(Stored items)

▬▬▬▬▬▬▬▬▬▬

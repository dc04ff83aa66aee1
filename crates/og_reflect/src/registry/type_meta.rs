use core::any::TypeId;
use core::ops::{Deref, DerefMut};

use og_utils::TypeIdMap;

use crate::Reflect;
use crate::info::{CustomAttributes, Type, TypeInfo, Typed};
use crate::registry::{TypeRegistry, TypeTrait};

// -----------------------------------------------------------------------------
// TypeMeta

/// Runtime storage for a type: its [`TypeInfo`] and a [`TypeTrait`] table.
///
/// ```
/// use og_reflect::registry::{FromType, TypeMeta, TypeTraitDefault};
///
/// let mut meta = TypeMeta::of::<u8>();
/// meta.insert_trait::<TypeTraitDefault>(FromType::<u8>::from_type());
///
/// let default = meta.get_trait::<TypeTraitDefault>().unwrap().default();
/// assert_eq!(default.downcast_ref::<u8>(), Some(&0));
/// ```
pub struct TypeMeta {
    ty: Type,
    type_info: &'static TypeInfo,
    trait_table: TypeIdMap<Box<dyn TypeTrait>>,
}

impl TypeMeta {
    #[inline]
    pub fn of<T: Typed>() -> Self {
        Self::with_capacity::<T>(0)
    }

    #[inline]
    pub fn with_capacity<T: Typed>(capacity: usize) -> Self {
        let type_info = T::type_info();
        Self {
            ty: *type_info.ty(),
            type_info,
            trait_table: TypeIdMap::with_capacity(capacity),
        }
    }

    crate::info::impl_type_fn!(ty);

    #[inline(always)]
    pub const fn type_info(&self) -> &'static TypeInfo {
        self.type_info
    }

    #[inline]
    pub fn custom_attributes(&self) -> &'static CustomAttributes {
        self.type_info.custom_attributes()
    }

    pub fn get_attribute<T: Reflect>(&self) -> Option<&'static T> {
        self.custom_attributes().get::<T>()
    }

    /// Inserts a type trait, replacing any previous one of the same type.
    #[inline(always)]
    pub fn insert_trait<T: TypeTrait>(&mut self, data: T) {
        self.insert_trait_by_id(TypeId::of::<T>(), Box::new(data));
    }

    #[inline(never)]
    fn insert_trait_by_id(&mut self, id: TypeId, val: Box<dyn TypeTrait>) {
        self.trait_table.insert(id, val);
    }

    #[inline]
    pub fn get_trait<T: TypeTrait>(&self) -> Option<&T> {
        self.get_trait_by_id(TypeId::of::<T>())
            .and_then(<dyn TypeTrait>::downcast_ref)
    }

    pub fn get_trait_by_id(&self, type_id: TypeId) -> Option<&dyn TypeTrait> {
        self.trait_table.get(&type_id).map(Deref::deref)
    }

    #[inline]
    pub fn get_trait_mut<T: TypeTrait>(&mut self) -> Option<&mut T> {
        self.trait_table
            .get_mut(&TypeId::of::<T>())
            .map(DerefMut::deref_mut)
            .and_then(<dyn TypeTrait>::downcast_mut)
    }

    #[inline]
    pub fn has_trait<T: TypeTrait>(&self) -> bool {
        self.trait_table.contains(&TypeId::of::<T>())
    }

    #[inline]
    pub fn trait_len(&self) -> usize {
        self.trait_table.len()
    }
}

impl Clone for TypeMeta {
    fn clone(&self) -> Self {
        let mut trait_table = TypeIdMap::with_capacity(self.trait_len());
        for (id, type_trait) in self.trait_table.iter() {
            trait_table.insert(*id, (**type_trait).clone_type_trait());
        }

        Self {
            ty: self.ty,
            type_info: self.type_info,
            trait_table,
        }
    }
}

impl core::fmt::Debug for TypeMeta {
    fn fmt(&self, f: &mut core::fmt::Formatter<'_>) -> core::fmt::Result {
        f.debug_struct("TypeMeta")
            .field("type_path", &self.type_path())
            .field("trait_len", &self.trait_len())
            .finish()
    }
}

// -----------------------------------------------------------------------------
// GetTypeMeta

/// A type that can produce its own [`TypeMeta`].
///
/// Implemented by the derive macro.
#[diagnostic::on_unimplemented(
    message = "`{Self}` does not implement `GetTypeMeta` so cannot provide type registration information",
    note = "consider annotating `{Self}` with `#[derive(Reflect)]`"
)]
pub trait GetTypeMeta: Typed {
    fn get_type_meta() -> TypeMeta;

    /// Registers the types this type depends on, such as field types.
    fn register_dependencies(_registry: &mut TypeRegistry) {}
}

▬▬▬▬▬▬▬▬▬▬

Work to complete |
How many of the lines above include the string "Typed"? Answer with the number only.

Answer space |
4